Massive layoffs expected in Pontiac school district
Thursday, March 5, 2009 5:23 AM EST
By DIANA DILLABERMURRAY Of The Oakland Press
All teachers and administrators in the Pontiac school district may be laid off in preparation for restructuring in the fall.
In fact, every employee in a school district union may receive a layoff notice effective June 30 if the action is approved by the Pontiac Board of Education Monday. Notices could arrive as early as Tuesday.
The news leaked out from union leadership earlier than Acting Superintendent Linda Paramore had planned.
She expected the news would reach the public on Monday, after staff was informed and the recommendation went to the board.Paramore called all union presidents together Monday.
“In our effort to keep the line of communication open with all employees in the district, I felt it was important to talk to the union presidents about process and procedures for their labor groups,” Paramore said.
In an interview Tuesday, she said she has plans to hold staff meetings to ensure that all employees are informed.Administrators see the action as necessary because half of the district’s buildings will be closed by fall, curriculum is being changed and the high school is being redesigned to incorporate four academies.
The 7,200 students are now in district buildings that have a capacity for 20,000, and will be in nine schools that house about 10,000 students.
Merging of students and buildings and the redesign of how the high school is operated means top officials may well put different people as principals at the schools that remain open, and teachers and other employees will be reassigned according to their seniority, certification and qualifications for the jobs that remain.

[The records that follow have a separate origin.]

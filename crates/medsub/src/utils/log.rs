use std::path::Path;

use tracing_appender::rolling::{RollingFileAppender, Rotation};
use tracing_subscriber::fmt::layer;
use tracing_subscriber::layer::SubscriberExt;
use tracing_subscriber::util::SubscriberInitExt;
use tracing_subscriber::{fmt::format::FmtSpan, EnvFilter};

/// Logs go to stderr, stdout only carries the subdomains.
pub fn init_tracing_subscriber(save_logs_file: bool, output_dir: &Path, filename: &str) {
    // base for the subscriber
    let subscriber = tracing_subscriber::fmt()
        .with_env_filter(EnvFilter::from_default_env())
        .with_span_events(FmtSpan::CLOSE)
        .with_writer(std::io::stderr);

    let init = if save_logs_file {
        let filename = format!("{}.log", filename);
        let file_appender = RollingFileAppender::new(Rotation::NEVER, output_dir, filename);
        let subscriber = subscriber
            .with_ansi(false)
            .with_file(false)
            .with_target(false)
            .with_writer(file_appender)
            .finish();

        // add log in terminal as an additional layer
        let stderr_layer = layer()
            .with_span_events(FmtSpan::CLOSE)
            .with_ansi(true)
            .with_file(false)
            .with_target(false)
            .with_writer(std::io::stderr);

        subscriber.with(stderr_layer).try_init()
    } else {
        subscriber
            .with_ansi(true)
            .with_file(false)
            .with_target(false)
            .finish()
            .try_init()
    };

    if let Err(err) = init {
        eprintln!("Unable to set global subscriber: {}", err);
    }
}
use super::{DomainPattern, SubdomainModule};
use crate::model::TargetDomain;
use crate::modules::{HttpFetch, Module};
use crate::Result;
use async_trait::async_trait;
use std::collections::HashSet;
use tracing::{debug, instrument, trace};

// region:        --- Module info

pub struct HackerTarget {}

impl HackerTarget {
    pub fn new() -> Self {
        Self {}
    }
}

impl Module for HackerTarget {
    fn name(&self) -> String {
        "subdomains/hackertarget".to_string()
    }

    fn description(&self) -> String {
        "Use hackertarget.com host search to find subdomains".to_string()
    }
}

// endregion:     --- Module info

#[async_trait]
impl SubdomainModule for HackerTarget {
    #[instrument(name = "enumerate", level = "debug", fields(module = %self.name()), skip_all)]
    async fn enumerate(
        &self,
        http: &dyn HttpFetch,
        domain: &TargetDomain,
    ) -> Result<HashSet<String>> {
        let url = format!("https://api.hackertarget.com/hostsearch/?q={}", domain);
        let body = http.get_text(&url).await?;

        let subdomains = extract_subdomains(&body, domain)?;
        debug!("{} collected", subdomains.len());
        Ok(subdomains)
    }
}

/// One `host,ip` record per line.
pub fn extract_subdomains(body: &str, domain: &TargetDomain) -> Result<HashSet<String>> {
    let pattern = DomainPattern::new(domain)?;

    let subdomains = body
        .lines()
        .filter_map(|line| line.split(',').next())
        .filter(|subdomain| pattern.is_match(subdomain))
        .inspect(|subdomain| trace!("Collecting: {:?}", subdomain))
        .map(String::from)
        .collect();

    Ok(subdomains)
}

#[cfg(test)]
mod tests {
    use super::*;
    use crate::modules::testing::CannedFetcher;

    fn domain() -> TargetDomain {
        TargetDomain::parse("example.com").unwrap()
    }

    #[test]
    fn takes_first_field_of_each_line() {
        let body = "www.example.com,93.184.216.34\r\nmail.example.com,93.184.216.35\nexample.org,1.2.3.4\n\nno-comma.example.com";

        let subdomains = extract_subdomains(body, &domain()).unwrap();
        let expected: HashSet<String> =
            ["www.example.com", "mail.example.com", "no-comma.example.com"]
                .into_iter()
                .map(String::from)
                .collect();
        assert_eq!(subdomains, expected);
    }

    #[test]
    fn api_error_text_yields_nothing() {
        let subdomains = extract_subdomains("API count exceeded - Increase Quota", &domain()).unwrap();
        assert!(subdomains.is_empty());
    }

    #[tokio::test]
    async fn enumerate_queries_the_domain_endpoint() {
        let http = CannedFetcher::new().with(
            "https://api.hackertarget.com/hostsearch/?q=example.com",
            "www.example.com,93.184.216.34",
        );

        let subdomains = HackerTarget::new().enumerate(&http, &domain()).await.unwrap();
        assert!(subdomains.contains("www.example.com"));
        assert_eq!(subdomains.len(), 1);
        assert_eq!(http.requested(), vec!["https://api.hackertarget.com/hostsearch/?q=example.com"]);
    }
}
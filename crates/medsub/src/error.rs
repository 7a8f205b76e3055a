use derive_more::From;

pub type Result<T> = core::result::Result<T, Error>;

#[derive(Debug, From)]
pub enum Error {
    // -- CLI
    InvalidDomain(String),

    // -- Sources
    HttpStatus { url: String, status: u16 },
    UnexpectedPayload(String),

    // -- Externals
    #[from]
    Reqwest(reqwest::Error),

    #[from]
    Json(serde_json::Error),

    #[from]
    Regex(regex::Error),

    #[from]
    ParseInt(std::num::ParseIntError),

    #[from]
    File(std::io::Error),

    #[from]
    SystemTime(std::time::SystemTimeError),
}

/// Coarse classification used when reporting a failed source.
#[derive(Debug, Clone, Copy, PartialEq, Eq)]
pub enum ErrorKind {
    Transport,
    Parse,
    Io,
    Usage,
}

impl Error {
    pub fn kind(&self) -> ErrorKind {
        match self {
            Error::InvalidDomain(_) => ErrorKind::Usage,
            Error::HttpStatus { .. } => ErrorKind::Transport,
            Error::Reqwest(err) if err.is_decode() => ErrorKind::Parse,
            Error::Reqwest(_) => ErrorKind::Transport,
            Error::UnexpectedPayload(_)
            | Error::Json(_)
            | Error::Regex(_)
            | Error::ParseInt(_) => ErrorKind::Parse,
            Error::File(_) | Error::SystemTime(_) => ErrorKind::Io,
        }
    }
}

impl core::fmt::Display for ErrorKind {
    fn fmt(&self, fmt: &mut core::fmt::Formatter) -> core::fmt::Result {
        let kind = match self {
            ErrorKind::Transport => "transport",
            ErrorKind::Parse => "parse",
            ErrorKind::Io => "io",
            ErrorKind::Usage => "usage",
        };
        fmt.write_str(kind)
    }
}

// region:    --- Error Boilerplate

impl core::fmt::Display for Error {
    fn fmt(&self, fmt: &mut core::fmt::Formatter) -> core::result::Result<(), core::fmt::Error> {
        write!(fmt, "{self:?}")
    }
}

impl std::error::Error for Error {}

// endregion: --- Error Boilerplate
pub mod subdomains;

#[cfg(test)]
pub(crate) mod testing;

use self::subdomains::anubis_db::AnubisDb;
use self::subdomains::certificate_details::CertificateDetails;
use self::subdomains::crtsh::CrtSh;
use self::subdomains::hacker_target::HackerTarget;
use self::subdomains::hudson_rock::HudsonRock;
use self::subdomains::rapid_dns::RapidDns;
use self::subdomains::SubdomainModule;
use crate::{Error, Result};
use async_trait::async_trait;
use reqwest::{Client, Response};
use tracing::{debug, info, instrument, trace, warn};

pub trait Module {
    fn name(&self) -> String;
    fn description(&self) -> String;
}

pub fn subdomains_modules() -> Vec<Box<dyn SubdomainModule>> {
    vec![
        Box::new(AnubisDb::new()),
        Box::new(CertificateDetails::new()),
        Box::new(CrtSh::new()),
        Box::new(HackerTarget::new()),
        Box::new(HudsonRock::new()),
        Box::new(RapidDns::new()),
    ]
}

pub fn display_all() {
    let subdomains_modules = subdomains_modules();
    println!("\nSubdomains modules");
    for module in subdomains_modules {
        println!("- {:35}{}", module.name(), module.description());
    }
}

// region:        --- HTTP requests

/// Seam between the sources and the network.
#[async_trait]
pub trait HttpFetch: Send + Sync {
    /// GET `url` and return the body, non-2xx answers are errors.
    async fn get_text(&self, url: &str) -> Result<String>;
}

#[async_trait]
impl HttpFetch for Client {
    async fn get_text(&self, url: &str) -> Result<String> {
        let res = http_request(self, url).await?;

        if !res.status().is_success() {
            return Err(Error::HttpStatus {
                url: url.to_string(),
                status: res.status().as_u16(),
            });
        }

        let body = res.text().await?;
        trace!("Body: {:?}", body);
        Ok(body)
    }
}

#[instrument(name = "HTTP_request", level = "info", skip_all, fields(url = url))]
pub async fn http_request(http_client: &Client, url: &str) -> Result<Response> {
    info!("Sending request");
    match http_client.get(url).send().await {
        Ok(res) => {
            info!("Receive with status: {}", res.status());
            debug!("Response: {:?}", res);
            Ok(res)
        }
        Err(err) => {
            warn!("Reason: {}", err);
            Err(Error::Reqwest(err))
        }
    }
}

// endregion:     --- HTTP requests
use super::{DomainPattern, SubdomainModule};
use crate::model::TargetDomain;
use crate::modules::{HttpFetch, Module};
use crate::Result;
use async_trait::async_trait;
use serde::Deserialize;
use std::collections::HashSet;
use tracing::{debug, instrument, trace};

// region:        --- Module info

pub struct CrtSh {}

impl CrtSh {
    pub fn new() -> Self {
        Self {}
    }
}

impl Module for CrtSh {
    fn name(&self) -> String {
        "subdomains/crtsh".to_string()
    }

    fn description(&self) -> String {
        "Use crt.sh certificate transparency logs to find subdomains".to_string()
    }
}

// endregion:     --- Module info

#[derive(Debug, Deserialize)]
pub struct CrtShEntry {
    #[serde(default)]
    pub common_name: Option<String>,
    pub name_value: String,
}

#[async_trait]
impl SubdomainModule for CrtSh {
    #[instrument(name = "enumerate", level = "debug", fields(module = %self.name()), skip_all)]
    async fn enumerate(
        &self,
        http: &dyn HttpFetch,
        domain: &TargetDomain,
    ) -> Result<HashSet<String>> {
        let url = format!(
            "https://crt.sh/?q={}&exclude=expired&output=json",
            domain
        );
        let body = http.get_text(&url).await?;

        let subdomains = extract_subdomains(&body, domain)?;
        debug!("{} collected", subdomains.len());
        Ok(subdomains)
    }
}

/// `common_name` and every SAN line of `name_value` are candidates.
pub fn extract_subdomains(body: &str, domain: &TargetDomain) -> Result<HashSet<String>> {
    let pattern = DomainPattern::new(domain)?;
    let crtsh_entries: Vec<CrtShEntry> = serde_json::from_str(body)?;

    let subdomains = crtsh_entries
        .into_iter()
        .flat_map(|entry| {
            let mut names: Vec<String> = entry.name_value.lines().map(String::from).collect();
            names.extend(entry.common_name);
            names
        })
        .filter(|subdomain| pattern.is_match(subdomain))
        .inspect(|subdomain| trace!("Collecting: {:?}", subdomain))
        .collect();

    Ok(subdomains)
}
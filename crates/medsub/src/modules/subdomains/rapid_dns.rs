use super::{ends_with_domain, SubdomainModule};
use crate::model::TargetDomain;
use crate::modules::{HttpFetch, Module};
use crate::Result;
use async_trait::async_trait;
use regex::Regex;
use select::document::Document;
use select::predicate::Name;
use std::collections::HashSet;
use tracing::{debug, info, instrument, trace, warn};

// upper bound on the page count advertised by page 1
const MAX_PAGES: u32 = 100;

// region:        --- Module info

pub struct RapidDns {}

impl RapidDns {
    pub fn new() -> Self {
        Self {}
    }

    fn page_url(domain: &TargetDomain, page: u32) -> String {
        format!("https://rapiddns.io/s/{}?page={}", domain, page)
    }
}

impl Module for RapidDns {
    fn name(&self) -> String {
        "subdomains/rapiddns".to_string()
    }

    fn description(&self) -> String {
        "Use rapiddns.io paginated records to find subdomains".to_string()
    }
}

// endregion:     --- Module info

#[async_trait]
impl SubdomainModule for RapidDns {
    #[instrument(name = "enumerate", level = "debug", fields(module = %self.name()), skip_all)]
    async fn enumerate(
        &self,
        http: &dyn HttpFetch,
        domain: &TargetDomain,
    ) -> Result<HashSet<String>> {
        let first_page = http.get_text(&Self::page_url(domain, 1)).await?;
        let max_page = page_count(&first_page, domain)?;
        info!("{} pages to visit", max_page);

        let mut subdomains = extract_subdomains(&first_page, domain);

        // page count only known after page 1, the rest follows in order
        for page in 2..=max_page {
            let body = http.get_text(&Self::page_url(domain, page)).await?;
            let new_subdomains = extract_subdomains(&body, domain);
            trace!("page {}: {} collected", page, new_subdomains.len());
            subdomains.extend(new_subdomains);
        }

        debug!("{} collected", subdomains.len());
        Ok(subdomains)
    }
}

/// Highest `?page=N` linked for this domain, 1 when the page has no navigation.
pub fn page_count(body: &str, domain: &TargetDomain) -> Result<u32> {
    let page_link = Regex::new(&format!(
        r"/s/{}\?page=([0-9]+)",
        regex::escape(domain.as_str())
    ))?;

    // only digits are captured, a parse failure means the number overflowed
    let max_page = page_link
        .captures_iter(body)
        .map(|captures| captures[1].parse::<u64>().unwrap_or(u64::MAX))
        .fold(1, u64::max);

    if max_page > u64::from(MAX_PAGES) {
        warn!("{} pages advertised, capping at {}", max_page, MAX_PAGES);
        return Ok(MAX_PAGES);
    }

    Ok(max_page as u32)
}

/// Every table cell whose text ends with the domain.
pub fn extract_subdomains(body: &str, domain: &TargetDomain) -> HashSet<String> {
    Document::from(body)
        .find(Name("td"))
        .map(|td| td.text())
        .filter(|subdomain| ends_with_domain(subdomain, domain))
        .inspect(|subdomain| trace!("Collecting: {:?}", subdomain))
        .collect()
}
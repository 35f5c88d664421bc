//! Declarative description of a process to launch.

use crate::state::{signal_name, ProcessState};
use launch_config_and_utils::ProcessEnvironment;
use serde::{Deserialize, Serialize};
use std::fmt;
use std::path::PathBuf;
use std::sync::Arc;

/// Where a process's stdout and stderr go.
#[derive(Debug, Clone, Copy, Default, PartialEq, Eq, Serialize, Deserialize)]
#[serde(rename_all = "snake_case")]
pub enum OutputCapture {
    /// Inherit the harness's terminal.
    Screen,
    /// Capture into structured log events only.
    #[default]
    Log,
    /// Capture into structured log events and echo to the terminal.
    Both,
}

impl OutputCapture {
    pub(crate) fn is_captured(self) -> bool {
        !matches!(self, Self::Screen)
    }
}

/// What to execute.
#[derive(Debug, Clone, PartialEq, Eq)]
pub enum CommandSpec {
    /// An executable installed by a package, resolved through `AMENT_PREFIX_PATH`.
    PackageExecutable {
        package: String,
        executable: String,
        arguments: Vec<String>,
    },
    /// A literal argument vector; the first element is the program.
    Literal(Vec<String>),
}

/// Exit codes and signals accepted as a normal termination.
#[derive(Debug, Clone, PartialEq, Eq, Serialize, Deserialize)]
pub struct ExpectedExit {
    pub codes: Vec<i32>,
    #[serde(default)]
    pub signals: Vec<i32>,
}

impl ExpectedExit {
    /// Only exit code 0 is accepted.
    pub fn success() -> Self {
        Self {
            codes: vec![0],
            signals: Vec::new(),
        }
    }

    /// Accept exactly the given exit codes.
    pub fn codes(codes: impl IntoIterator<Item = i32>) -> Self {
        Self {
            codes: codes.into_iter().collect(),
            signals: Vec::new(),
        }
    }

    /// Additionally accept termination by the given signals.
    pub fn allow_signals(mut self, signals: impl IntoIterator<Item = i32>) -> Self {
        self.signals.extend(signals);
        self
    }

    /// Whether a final state counts as a normal termination.
    pub fn accepts(&self, state: ProcessState) -> bool {
        match state {
            ProcessState::Exited { code } => self.codes.contains(&code),
            ProcessState::Killed { signal } => self.signals.contains(&signal),
            ProcessState::NotStarted | ProcessState::Running => false,
        }
    }
}

impl Default for ExpectedExit {
    fn default() -> Self {
        Self::success()
    }
}

impl fmt::Display for ExpectedExit {
    fn fmt(&self, f: &mut fmt::Formatter<'_>) -> fmt::Result {
        match self.codes.as_slice() {
            [code] => write!(f, "exit code {}", code)?,
            codes => write!(f, "exit code in {:?}", codes)?,
        }
        if !self.signals.is_empty() {
            let names: Vec<String> = self.signals.iter().map(|s| signal_name(*s)).collect();
            write!(f, " or termination by {}", names.join("/"))?;
        }
        Ok(())
    }
}

/// An immutable description of one process of a launch.
#[derive(Debug, Clone)]
pub struct ProcessDescriptor {
    pub name: String,
    pub command: CommandSpec,
    pub environment: Arc<ProcessEnvironment>,
    pub working_dir: Option<PathBuf>,
    pub output: OutputCapture,
    pub expected_exit: ExpectedExit,
    /// Run the joined command line through `sh -c`.
    pub shell: bool,
}

impl ProcessDescriptor {
    /// A package executable with no arguments, the way a ROS node is declared.
    pub fn node(
        name: &str,
        package: &str,
        executable: &str,
        environment: Arc<ProcessEnvironment>,
    ) -> Self {
        Self::new(
            name,
            CommandSpec::PackageExecutable {
                package: package.to_string(),
                executable: executable.to_string(),
                arguments: Vec::new(),
            },
            environment,
        )
    }

    /// A literal command vector.
    pub fn command<I, S>(name: &str, argv: I, environment: Arc<ProcessEnvironment>) -> Self
    where
        I: IntoIterator<Item = S>,
        S: Into<String>,
    {
        Self::new(
            name,
            CommandSpec::Literal(argv.into_iter().map(Into::into).collect()),
            environment,
        )
    }

    fn new(name: &str, command: CommandSpec, environment: Arc<ProcessEnvironment>) -> Self {
        Self {
            name: name.to_string(),
            command,
            environment,
            working_dir: None,
            output: OutputCapture::default(),
            expected_exit: ExpectedExit::default(),
            shell: false,
        }
    }

    pub fn working_dir(mut self, dir: impl Into<PathBuf>) -> Self {
        self.working_dir = Some(dir.into());
        self
    }

    pub fn output(mut self, output: OutputCapture) -> Self {
        self.output = output;
        self
    }

    pub fn expect_exit(mut self, expected: ExpectedExit) -> Self {
        self.expected_exit = expected;
        self
    }

    pub fn shell(mut self, shell: bool) -> Self {
        self.shell = shell;
        self
    }
}
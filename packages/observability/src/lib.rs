//! # Observability
//!
//! Centralized tracing setup for the launch-test harness.
//!
//! Binaries call `observability::init_with_config` once at
//! startup and use standard `tracing` macros everywhere else. Output always
//! goes to stderr in a compact human format; when a log path is configured,
//! every event is also appended to that file as one JSON object per line so
//! a run can be inspected afterwards:
//!
//! - `tail -f <log_path> | jq`
//! - `lnav <log_path>`
//!
//! ## Usage
//!
//! ```rust,ignore
//! fn main() {
//!     observability::init_with_config(observability::LogConfig {
//!         service_name: "rmw-launch-test".into(),
//!         default_level: "debug".into(),
//!         log_path: Some("/tmp/launch-test.jsonl".into()),
//!         also_stderr: true,
//!     });
//!     tracing::info!("ready");
//! }
//! ```

mod file;
mod json_layer;

use std::io;
use std::path::PathBuf;
use tracing_subscriber::layer::SubscriberExt;
use tracing_subscriber::util::SubscriberInitExt;
use tracing_subscriber::{EnvFilter, Layer};

pub use file::{CentralLogWriter, WriterFactory};
pub use json_layer::{JsonLayer, LogLine};

/// Configuration for the logging system.
#[derive(Debug, Clone)]
pub struct LogConfig {
    /// Name of the service, included in every JSON log line.
    pub service_name: String,

    /// Default log level filter (e.g., "debug", "info", "warn").
    /// Can be overridden by `RUST_LOG` environment variable.
    pub default_level: String,

    /// Optional JSONL log file. No file output when `None`.
    pub log_path: Option<PathBuf>,

    /// Emit compact human-readable logs to stderr.
    pub also_stderr: bool,
}

impl Default for LogConfig {
    fn default() -> Self {
        Self {
            service_name: "unknown".into(),
            default_level: "info".into(),
            log_path: None,
            also_stderr: true,
        }
    }
}

/// Initialize the observability layer with custom configuration.
///
/// A log file that cannot be opened downgrades to stderr-only output; the
/// failure is reported as the first warning once the subscriber is installed.
pub fn init_with_config(config: LogConfig) {
    let mut open_error = None;
    let json_layer = match config.log_path.as_ref() {
        Some(path) => match CentralLogWriter::new(path) {
            Ok(writer) => Some(JsonLayer::new(
                config.service_name.clone(),
                WriterFactory::new(writer),
            )),
            Err(err) => {
                open_error = Some((path.clone(), err));
                None
            }
        },
        None => None,
    };

    let stderr_layer = config.also_stderr.then(|| {
        tracing_subscriber::fmt::layer()
            .with_target(true)
            .with_file(false)
            .with_line_number(false)
            .compact()
            .with_writer(io::stderr)
            .with_filter(env_filter(&config.default_level))
    });

    let installed = tracing_subscriber::registry()
        .with(json_layer.map(|l| l.with_filter(env_filter(&config.default_level))))
        .with(stderr_layer)
        .try_init()
        .is_ok();

    if !installed {
        return;
    }

    match (open_error, config.log_path.as_ref()) {
        (Some((path, err)), _) => {
            tracing::warn!(
                log_path = %path.display(),
                error = %err,
                "failed to open log file, logging to stderr only"
            );
        }
        (None, Some(path)) => {
            tracing::debug!(log_path = %path.display(), "observability initialized");
        }
        (None, None) => {}
    }
}

/// Build an env filter from RUST_LOG or the given default.
fn env_filter(default_level: &str) -> EnvFilter {
    EnvFilter::try_from_default_env().unwrap_or_else(|_| EnvFilter::new(default_level))
}

/// Re-export tracing macros for convenience.
pub use tracing::{debug, error, info, instrument, trace, warn};

/// Re-export Level for advanced filtering.
pub use tracing::Level;

#[cfg(test)]
mod tests {
    use super::*;

    #[test]
    fn test_default_config() {
        let config = LogConfig::default();
        assert_eq!(config.service_name, "unknown");
        assert_eq!(config.default_level, "info");
        assert!(config.log_path.is_none());
        assert!(config.also_stderr);
    }
}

It is not unusual for districts to notify a limited numbers of teachers they will be laid off the next school year if administrators plan to make staff cuts. Then they call back those they will need. But laying off all employees is unheard of in this area, said Irma Collins, president of the Pontiac Education Association.
“We are very upset about this; this is a nightmare. They’ve never done anything like this. They say they want to do this so they can place them wherever they want them to go. It is in our contract they can be placed, that you don’t get a chance to choose where you want to go.
“I am meeting with the (PEA) executive board and they will decide then what direction they will take,” Collins said.Collins argues that the administration doesn’t need to lay off everyone; they could limit the layoffs to 100 to 160 of the district’s nearly 500 teachers, which she said was the original plan and which would be adequate.
In response, Paramore said, “We are trying to be more efficient and effective and eliminate some of the obstacles and areas we might overlook if we don’t almost lay everyone off.
“I want people to know we are taking a resolution to the board in our effort to serve the district in a more efficient matter by re-evaluating assignments of staff because of declining enrollment,” Paramore said.
Leaders want to make sure, for example, that when teachers are called back their qualifications will match up with the classes and age level they will be teaching.
“If the board approves it on Monday night, then next week we will be hand-delivering letters to each employee. We aren’t saying they will be laid off that day. All staff will be employed until June 30.
“It is our hope to have the entire recall process complete by April 30,” Paramore said, the same time she is hoping to notify parents what schools their children will be attending and notify staff where they will be working.
“We are redesigning all of this all at once. We are having to look at all curricular offerings at schools. We know we have to re-educate a number of staff. We also have to adhere to deadlines in everybody’s contracts. As we are inviting staff to come Thursday and Friday, we are saying we want you to know what we are doing and we will have more meetings for questions and answers,” Paramore said.
But Collins is against the move.
“These people (interim administrators) are all retirees from Detroit. They have antique ideas. They said they laid off the whole Detroit district once. Did they make Detroit better? Detroit is in worse shape than Pontiac,” Collins said.
In an action Jan. 26, trustees approved a restructuring plan that was presented by a committee of community residents, stakeholders and administrators and modified slightly by the board.
The two high schools — the 1,000-student Pontiac Northern and 900-student Pontiac Central — will be merged in a yet-to-be named high school in the Northern building. Central will be closed. Northern has a capacity of more than 3,000 students.
The three seventh and eighth-grade middle schools — Jefferson, Lincoln and Madison — will be merged at Madison, which officials say has more than enough room for the young teens and is located near Northern.
Jefferson and the attached Whittier Elementary will become a 1,500-student elementary school and Lincoln will be closed. The sixth grade was moved back to elementary schools this school year to help increase student achievement and will continue there. Alcott, Herrington, Owen, Rogers, Whitman elementaries and Kennedy School, a center for special education, will remain open. Owen Elementary is in a wing of Kennedy.
The district’s preschool academy will remain at Frost with some additional full-day classes at Whitmer Human Resource Center. A decision about where the alternative high school program will be held has not been announced.
Closing besides Central and Lincoln will be Crofoot, Longfellow, LeBaron, Franklin and Emerson and Bethune.